# REQUIREMENT
Scan the entries and tally the lines that include the string "feeding". Reply with the figure alone.

# Saved data entries
:::

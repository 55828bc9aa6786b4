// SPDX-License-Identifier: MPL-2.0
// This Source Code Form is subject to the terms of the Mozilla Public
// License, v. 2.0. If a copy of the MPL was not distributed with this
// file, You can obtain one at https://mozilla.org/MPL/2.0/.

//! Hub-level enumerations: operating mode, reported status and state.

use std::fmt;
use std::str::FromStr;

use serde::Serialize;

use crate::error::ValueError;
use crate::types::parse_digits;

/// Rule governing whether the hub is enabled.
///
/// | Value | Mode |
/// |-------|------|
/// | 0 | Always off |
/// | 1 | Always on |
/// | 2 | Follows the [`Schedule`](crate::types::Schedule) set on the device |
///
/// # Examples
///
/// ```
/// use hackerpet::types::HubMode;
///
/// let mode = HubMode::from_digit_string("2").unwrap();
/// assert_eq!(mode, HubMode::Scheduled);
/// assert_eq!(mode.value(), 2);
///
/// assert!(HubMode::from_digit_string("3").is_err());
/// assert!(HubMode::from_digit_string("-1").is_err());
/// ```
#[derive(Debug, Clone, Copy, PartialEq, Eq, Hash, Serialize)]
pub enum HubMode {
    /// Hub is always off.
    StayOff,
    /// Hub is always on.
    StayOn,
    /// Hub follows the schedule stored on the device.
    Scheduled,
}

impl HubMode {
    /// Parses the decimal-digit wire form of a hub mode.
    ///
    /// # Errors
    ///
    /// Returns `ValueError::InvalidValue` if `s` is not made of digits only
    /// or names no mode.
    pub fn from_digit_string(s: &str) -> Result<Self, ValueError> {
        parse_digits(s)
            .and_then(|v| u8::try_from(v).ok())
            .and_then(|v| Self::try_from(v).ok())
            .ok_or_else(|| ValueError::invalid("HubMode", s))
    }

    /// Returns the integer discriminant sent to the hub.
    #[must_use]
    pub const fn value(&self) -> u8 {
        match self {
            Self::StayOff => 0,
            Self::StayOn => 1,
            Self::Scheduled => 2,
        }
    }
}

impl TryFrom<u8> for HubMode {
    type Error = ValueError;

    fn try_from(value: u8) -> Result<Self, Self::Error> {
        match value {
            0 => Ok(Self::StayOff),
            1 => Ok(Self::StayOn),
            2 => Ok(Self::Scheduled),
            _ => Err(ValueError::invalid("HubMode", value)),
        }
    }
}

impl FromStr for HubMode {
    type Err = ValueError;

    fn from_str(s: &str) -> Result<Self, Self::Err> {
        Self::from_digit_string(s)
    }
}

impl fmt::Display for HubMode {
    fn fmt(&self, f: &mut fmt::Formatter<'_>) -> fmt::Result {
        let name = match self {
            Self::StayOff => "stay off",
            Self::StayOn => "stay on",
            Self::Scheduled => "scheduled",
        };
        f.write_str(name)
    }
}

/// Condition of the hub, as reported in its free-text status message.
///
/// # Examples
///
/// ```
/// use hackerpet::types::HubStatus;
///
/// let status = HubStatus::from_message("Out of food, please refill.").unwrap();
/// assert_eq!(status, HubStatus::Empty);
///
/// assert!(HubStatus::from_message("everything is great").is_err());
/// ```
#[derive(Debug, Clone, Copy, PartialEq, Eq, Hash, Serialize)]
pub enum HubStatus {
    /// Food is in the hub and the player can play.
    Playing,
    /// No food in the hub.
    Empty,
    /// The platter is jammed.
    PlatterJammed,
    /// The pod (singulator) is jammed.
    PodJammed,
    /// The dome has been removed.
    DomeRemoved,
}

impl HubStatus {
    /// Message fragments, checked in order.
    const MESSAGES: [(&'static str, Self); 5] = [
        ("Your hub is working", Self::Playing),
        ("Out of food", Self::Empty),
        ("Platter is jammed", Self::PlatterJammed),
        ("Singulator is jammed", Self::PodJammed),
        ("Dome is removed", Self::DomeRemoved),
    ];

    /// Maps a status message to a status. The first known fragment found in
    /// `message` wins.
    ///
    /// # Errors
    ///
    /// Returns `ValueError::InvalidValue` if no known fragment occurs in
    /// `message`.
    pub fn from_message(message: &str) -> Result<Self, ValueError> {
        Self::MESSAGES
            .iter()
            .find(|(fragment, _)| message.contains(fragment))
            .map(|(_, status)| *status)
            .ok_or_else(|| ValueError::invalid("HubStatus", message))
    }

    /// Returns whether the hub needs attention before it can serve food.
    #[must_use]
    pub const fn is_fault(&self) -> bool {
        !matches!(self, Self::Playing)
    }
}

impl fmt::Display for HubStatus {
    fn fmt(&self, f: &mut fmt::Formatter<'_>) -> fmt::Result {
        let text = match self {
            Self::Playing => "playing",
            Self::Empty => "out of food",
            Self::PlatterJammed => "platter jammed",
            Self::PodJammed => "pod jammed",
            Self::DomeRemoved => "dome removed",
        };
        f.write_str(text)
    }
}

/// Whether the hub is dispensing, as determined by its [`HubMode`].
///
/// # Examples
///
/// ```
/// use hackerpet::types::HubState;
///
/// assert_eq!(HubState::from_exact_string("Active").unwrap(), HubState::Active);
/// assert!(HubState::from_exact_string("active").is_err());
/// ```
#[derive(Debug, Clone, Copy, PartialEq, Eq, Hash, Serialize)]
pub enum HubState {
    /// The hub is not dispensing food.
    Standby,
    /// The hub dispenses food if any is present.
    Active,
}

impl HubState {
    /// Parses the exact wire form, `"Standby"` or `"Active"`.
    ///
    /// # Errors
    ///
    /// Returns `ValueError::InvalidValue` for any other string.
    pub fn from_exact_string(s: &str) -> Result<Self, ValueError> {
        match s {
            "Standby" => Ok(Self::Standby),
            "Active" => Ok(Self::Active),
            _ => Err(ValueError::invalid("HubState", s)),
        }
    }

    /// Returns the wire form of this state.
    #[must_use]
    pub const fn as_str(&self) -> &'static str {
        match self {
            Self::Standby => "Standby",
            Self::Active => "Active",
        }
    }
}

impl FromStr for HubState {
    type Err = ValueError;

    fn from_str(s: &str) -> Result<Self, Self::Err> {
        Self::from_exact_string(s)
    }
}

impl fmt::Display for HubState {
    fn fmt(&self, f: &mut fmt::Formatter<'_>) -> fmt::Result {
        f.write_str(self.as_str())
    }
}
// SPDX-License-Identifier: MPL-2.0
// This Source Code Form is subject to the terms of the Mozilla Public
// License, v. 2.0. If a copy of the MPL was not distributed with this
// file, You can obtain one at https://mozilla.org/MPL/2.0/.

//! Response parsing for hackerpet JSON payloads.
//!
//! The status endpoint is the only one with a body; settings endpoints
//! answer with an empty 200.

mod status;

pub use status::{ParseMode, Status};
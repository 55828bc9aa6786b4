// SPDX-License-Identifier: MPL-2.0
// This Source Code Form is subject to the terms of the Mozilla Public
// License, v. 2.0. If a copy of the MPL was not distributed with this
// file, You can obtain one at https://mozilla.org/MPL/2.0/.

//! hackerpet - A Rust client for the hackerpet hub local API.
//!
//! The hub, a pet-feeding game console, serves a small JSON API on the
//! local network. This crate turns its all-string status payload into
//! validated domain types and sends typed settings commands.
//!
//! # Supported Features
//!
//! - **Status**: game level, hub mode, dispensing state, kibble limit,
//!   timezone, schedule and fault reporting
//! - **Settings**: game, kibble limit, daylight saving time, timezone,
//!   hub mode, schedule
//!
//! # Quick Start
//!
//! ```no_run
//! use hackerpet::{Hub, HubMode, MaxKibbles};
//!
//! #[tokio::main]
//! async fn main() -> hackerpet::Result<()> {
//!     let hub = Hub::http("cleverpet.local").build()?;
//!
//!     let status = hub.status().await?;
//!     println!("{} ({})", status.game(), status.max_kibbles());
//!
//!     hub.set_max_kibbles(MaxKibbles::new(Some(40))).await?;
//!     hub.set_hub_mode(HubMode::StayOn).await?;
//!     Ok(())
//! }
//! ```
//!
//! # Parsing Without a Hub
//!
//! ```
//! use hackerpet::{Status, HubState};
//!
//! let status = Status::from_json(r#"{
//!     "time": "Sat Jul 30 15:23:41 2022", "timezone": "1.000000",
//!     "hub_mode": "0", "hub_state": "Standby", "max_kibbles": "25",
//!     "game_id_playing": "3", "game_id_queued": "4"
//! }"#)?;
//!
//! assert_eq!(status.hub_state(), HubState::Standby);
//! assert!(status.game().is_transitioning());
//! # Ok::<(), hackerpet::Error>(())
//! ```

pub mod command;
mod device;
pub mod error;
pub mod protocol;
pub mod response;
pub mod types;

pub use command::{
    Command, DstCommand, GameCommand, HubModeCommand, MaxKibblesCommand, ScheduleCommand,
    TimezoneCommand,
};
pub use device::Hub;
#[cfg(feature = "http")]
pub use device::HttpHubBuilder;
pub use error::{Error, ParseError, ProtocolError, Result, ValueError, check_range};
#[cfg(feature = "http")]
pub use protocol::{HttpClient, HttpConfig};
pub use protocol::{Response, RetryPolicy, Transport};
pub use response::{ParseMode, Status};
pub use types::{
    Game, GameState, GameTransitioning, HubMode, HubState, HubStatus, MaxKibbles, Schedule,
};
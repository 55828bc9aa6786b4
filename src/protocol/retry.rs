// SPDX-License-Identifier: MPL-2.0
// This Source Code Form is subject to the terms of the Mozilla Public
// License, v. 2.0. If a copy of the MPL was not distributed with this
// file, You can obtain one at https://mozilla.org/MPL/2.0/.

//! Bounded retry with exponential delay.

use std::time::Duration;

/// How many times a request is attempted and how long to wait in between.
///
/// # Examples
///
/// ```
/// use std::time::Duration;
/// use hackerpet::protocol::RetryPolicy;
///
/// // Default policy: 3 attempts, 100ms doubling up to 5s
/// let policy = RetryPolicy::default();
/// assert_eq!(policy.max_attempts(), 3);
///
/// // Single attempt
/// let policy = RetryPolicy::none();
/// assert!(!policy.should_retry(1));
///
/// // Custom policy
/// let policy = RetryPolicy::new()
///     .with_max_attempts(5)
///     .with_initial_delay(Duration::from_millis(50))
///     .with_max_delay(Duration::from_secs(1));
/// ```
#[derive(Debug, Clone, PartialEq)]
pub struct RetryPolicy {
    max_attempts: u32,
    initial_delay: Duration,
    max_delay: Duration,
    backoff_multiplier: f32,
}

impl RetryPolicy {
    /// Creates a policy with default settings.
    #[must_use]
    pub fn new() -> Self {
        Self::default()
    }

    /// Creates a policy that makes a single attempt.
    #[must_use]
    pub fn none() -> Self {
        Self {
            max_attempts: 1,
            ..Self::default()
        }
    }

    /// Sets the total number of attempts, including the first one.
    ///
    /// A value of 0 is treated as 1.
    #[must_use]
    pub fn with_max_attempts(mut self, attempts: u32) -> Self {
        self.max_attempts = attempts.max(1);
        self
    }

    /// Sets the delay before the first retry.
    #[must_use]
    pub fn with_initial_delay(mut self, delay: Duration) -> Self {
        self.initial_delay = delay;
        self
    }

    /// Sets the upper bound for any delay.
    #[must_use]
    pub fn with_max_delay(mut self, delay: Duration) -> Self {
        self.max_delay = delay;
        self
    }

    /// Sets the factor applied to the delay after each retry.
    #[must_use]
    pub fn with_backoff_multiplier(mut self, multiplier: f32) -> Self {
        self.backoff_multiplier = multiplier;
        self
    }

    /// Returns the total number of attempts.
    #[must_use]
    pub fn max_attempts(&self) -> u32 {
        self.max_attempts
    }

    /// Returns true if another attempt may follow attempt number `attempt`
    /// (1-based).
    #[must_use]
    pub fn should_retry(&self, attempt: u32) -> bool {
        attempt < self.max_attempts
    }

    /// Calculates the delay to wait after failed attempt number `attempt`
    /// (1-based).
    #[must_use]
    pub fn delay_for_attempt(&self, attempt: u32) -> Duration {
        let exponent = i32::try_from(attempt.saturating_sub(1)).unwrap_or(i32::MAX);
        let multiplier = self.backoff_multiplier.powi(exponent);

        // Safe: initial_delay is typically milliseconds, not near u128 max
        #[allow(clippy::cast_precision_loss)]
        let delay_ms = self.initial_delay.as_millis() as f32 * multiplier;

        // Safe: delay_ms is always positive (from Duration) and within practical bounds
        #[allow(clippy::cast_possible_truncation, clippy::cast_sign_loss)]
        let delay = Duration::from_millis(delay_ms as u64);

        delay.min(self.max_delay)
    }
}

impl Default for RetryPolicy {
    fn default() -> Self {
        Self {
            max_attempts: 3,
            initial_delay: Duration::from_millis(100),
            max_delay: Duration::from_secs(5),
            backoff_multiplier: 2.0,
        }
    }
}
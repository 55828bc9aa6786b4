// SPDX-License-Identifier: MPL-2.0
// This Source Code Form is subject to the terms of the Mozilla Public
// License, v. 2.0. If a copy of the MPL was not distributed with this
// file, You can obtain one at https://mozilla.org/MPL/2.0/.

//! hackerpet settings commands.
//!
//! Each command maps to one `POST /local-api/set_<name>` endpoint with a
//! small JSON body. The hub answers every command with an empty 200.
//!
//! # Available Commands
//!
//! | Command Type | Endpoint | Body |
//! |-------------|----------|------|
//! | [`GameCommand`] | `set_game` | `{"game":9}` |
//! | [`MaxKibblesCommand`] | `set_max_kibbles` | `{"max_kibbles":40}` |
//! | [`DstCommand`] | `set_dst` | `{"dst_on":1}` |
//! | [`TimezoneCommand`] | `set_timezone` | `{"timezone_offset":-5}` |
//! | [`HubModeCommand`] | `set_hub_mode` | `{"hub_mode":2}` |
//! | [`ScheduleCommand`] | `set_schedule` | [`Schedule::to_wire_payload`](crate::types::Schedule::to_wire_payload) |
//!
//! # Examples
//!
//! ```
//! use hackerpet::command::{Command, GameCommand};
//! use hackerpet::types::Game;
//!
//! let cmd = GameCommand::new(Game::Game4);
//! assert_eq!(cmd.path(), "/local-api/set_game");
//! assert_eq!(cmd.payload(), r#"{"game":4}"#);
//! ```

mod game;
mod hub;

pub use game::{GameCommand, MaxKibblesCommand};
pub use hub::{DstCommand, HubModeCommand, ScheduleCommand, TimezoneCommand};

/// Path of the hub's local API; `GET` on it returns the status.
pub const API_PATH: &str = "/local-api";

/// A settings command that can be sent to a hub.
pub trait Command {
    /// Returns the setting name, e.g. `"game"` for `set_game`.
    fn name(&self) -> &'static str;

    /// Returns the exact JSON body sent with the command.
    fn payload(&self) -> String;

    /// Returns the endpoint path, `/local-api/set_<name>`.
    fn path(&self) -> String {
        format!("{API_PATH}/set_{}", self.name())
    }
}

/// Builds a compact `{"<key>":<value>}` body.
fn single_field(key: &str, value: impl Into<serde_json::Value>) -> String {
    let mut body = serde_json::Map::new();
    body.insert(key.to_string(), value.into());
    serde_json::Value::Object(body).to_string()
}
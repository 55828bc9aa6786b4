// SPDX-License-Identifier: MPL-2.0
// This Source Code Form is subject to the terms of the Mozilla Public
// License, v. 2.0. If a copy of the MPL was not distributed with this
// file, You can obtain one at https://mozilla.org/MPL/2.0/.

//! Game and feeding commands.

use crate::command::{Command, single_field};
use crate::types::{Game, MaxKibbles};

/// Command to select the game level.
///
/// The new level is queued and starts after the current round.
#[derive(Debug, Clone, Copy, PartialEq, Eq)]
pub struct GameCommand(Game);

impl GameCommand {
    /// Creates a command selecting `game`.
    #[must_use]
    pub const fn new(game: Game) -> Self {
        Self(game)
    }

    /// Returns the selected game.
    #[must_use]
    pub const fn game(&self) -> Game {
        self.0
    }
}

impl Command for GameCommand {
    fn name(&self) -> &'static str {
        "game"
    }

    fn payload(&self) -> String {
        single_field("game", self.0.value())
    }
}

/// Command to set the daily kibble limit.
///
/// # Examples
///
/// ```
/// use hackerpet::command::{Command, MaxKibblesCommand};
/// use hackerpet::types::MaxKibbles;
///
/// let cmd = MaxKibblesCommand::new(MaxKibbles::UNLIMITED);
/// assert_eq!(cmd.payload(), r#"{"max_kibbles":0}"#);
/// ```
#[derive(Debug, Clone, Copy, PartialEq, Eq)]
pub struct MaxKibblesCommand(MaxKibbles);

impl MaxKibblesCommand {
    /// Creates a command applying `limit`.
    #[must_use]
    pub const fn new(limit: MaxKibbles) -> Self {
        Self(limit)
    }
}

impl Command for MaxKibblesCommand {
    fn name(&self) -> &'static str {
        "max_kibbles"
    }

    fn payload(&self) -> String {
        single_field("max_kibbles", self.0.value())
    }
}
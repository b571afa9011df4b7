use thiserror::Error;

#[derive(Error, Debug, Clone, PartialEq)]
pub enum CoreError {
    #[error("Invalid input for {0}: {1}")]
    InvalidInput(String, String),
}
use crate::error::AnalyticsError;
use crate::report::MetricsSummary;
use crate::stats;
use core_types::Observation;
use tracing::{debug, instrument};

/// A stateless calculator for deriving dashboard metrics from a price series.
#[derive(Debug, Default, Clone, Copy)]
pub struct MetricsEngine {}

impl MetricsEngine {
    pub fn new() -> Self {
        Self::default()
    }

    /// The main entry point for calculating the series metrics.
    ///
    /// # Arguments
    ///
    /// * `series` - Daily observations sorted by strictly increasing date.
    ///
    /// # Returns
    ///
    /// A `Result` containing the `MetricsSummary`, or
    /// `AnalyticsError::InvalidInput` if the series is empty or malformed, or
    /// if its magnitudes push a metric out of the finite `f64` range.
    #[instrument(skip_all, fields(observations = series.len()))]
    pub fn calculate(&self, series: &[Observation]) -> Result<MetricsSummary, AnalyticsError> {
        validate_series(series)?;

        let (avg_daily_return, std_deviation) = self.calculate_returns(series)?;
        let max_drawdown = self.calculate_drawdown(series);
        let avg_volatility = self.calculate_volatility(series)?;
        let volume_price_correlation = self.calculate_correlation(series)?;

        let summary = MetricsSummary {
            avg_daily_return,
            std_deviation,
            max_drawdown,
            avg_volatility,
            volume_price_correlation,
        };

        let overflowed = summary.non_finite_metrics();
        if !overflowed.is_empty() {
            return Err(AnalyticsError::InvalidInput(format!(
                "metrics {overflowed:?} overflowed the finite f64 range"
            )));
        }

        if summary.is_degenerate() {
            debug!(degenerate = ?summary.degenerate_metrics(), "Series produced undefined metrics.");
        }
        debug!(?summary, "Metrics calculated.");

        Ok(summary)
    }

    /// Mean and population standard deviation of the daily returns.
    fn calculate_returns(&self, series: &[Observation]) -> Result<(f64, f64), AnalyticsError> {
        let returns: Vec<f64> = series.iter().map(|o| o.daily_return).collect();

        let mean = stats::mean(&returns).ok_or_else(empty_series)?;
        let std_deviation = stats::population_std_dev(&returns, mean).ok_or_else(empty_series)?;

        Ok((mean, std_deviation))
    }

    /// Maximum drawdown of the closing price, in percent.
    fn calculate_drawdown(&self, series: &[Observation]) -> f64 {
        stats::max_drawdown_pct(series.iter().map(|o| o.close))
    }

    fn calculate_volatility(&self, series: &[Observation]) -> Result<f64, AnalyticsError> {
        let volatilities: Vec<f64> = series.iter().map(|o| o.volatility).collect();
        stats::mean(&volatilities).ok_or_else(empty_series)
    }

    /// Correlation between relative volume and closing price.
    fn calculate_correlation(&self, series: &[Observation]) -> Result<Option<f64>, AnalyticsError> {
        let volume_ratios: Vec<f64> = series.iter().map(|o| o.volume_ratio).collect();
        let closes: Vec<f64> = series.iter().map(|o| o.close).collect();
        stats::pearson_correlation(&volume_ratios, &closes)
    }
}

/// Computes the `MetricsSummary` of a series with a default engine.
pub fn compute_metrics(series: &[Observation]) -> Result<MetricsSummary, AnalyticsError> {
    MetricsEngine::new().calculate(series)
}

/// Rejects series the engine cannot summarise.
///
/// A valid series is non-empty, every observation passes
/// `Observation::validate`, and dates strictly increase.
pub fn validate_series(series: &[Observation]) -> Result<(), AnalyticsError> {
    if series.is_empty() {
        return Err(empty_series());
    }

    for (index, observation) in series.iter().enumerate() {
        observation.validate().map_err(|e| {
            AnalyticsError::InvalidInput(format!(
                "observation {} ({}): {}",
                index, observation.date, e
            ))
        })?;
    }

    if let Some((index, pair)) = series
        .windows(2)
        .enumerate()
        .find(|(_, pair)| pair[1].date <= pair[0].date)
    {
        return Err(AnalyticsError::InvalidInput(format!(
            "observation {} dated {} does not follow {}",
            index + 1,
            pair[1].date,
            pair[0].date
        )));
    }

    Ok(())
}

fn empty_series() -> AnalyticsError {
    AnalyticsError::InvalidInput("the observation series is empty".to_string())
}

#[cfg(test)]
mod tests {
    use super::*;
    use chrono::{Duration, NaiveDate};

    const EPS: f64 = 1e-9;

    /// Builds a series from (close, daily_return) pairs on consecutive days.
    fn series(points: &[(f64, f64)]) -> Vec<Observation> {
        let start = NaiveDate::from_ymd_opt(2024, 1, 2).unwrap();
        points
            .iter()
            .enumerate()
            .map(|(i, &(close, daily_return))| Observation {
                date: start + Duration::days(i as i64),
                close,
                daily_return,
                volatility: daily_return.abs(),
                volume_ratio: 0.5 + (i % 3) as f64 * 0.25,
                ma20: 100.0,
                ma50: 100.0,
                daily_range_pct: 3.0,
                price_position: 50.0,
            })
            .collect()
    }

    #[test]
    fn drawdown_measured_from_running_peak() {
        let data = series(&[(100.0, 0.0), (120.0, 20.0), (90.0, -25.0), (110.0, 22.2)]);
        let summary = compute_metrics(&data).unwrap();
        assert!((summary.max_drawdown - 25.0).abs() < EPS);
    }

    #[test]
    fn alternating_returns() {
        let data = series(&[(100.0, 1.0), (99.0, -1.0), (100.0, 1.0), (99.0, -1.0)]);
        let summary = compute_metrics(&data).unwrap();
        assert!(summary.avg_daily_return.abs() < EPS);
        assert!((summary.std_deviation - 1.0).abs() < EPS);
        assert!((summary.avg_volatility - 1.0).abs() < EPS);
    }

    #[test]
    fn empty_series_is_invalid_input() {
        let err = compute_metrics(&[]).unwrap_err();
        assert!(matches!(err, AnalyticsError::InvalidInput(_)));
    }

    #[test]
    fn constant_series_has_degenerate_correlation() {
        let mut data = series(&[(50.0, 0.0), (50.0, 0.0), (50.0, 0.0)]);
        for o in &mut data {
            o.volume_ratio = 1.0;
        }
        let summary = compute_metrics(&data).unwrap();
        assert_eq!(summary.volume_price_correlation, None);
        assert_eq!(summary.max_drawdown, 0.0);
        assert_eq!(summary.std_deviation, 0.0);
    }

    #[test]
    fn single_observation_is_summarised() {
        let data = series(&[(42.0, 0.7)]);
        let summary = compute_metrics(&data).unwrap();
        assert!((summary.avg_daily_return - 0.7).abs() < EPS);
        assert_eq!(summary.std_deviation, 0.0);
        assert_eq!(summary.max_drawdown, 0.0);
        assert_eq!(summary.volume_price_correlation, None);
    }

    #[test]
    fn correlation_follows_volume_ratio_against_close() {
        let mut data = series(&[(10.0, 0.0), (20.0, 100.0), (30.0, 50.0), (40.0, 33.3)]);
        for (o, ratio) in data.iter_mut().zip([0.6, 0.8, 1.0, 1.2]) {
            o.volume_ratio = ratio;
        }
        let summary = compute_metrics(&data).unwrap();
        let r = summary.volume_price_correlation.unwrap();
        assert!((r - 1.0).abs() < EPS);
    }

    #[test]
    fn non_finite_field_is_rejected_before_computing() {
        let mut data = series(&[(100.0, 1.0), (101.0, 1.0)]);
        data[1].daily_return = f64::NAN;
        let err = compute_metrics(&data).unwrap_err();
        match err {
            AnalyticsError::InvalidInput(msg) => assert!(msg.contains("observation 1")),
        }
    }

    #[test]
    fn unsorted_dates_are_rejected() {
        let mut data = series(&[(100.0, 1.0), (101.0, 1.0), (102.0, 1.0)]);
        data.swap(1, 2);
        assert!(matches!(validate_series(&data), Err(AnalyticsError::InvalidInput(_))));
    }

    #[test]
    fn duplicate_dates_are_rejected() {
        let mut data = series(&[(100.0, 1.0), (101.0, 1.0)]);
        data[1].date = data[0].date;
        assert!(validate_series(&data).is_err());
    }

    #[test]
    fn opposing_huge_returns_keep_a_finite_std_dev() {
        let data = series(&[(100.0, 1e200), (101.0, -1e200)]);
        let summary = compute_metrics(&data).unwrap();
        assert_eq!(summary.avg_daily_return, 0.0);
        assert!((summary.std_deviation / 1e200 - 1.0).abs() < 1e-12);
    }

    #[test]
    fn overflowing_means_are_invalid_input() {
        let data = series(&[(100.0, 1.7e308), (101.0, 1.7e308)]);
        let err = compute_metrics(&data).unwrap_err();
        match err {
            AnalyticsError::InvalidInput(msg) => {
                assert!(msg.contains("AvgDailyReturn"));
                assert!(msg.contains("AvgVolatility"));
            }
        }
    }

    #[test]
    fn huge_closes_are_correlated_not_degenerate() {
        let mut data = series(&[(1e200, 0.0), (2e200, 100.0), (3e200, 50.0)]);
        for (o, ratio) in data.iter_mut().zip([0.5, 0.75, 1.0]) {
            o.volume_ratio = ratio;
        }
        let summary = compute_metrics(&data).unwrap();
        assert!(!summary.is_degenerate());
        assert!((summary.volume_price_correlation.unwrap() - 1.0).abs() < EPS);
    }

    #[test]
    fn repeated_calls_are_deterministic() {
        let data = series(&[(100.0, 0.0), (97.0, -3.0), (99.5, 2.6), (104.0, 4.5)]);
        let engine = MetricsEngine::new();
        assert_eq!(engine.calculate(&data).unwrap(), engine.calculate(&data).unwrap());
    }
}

:::

# SOLUTION
2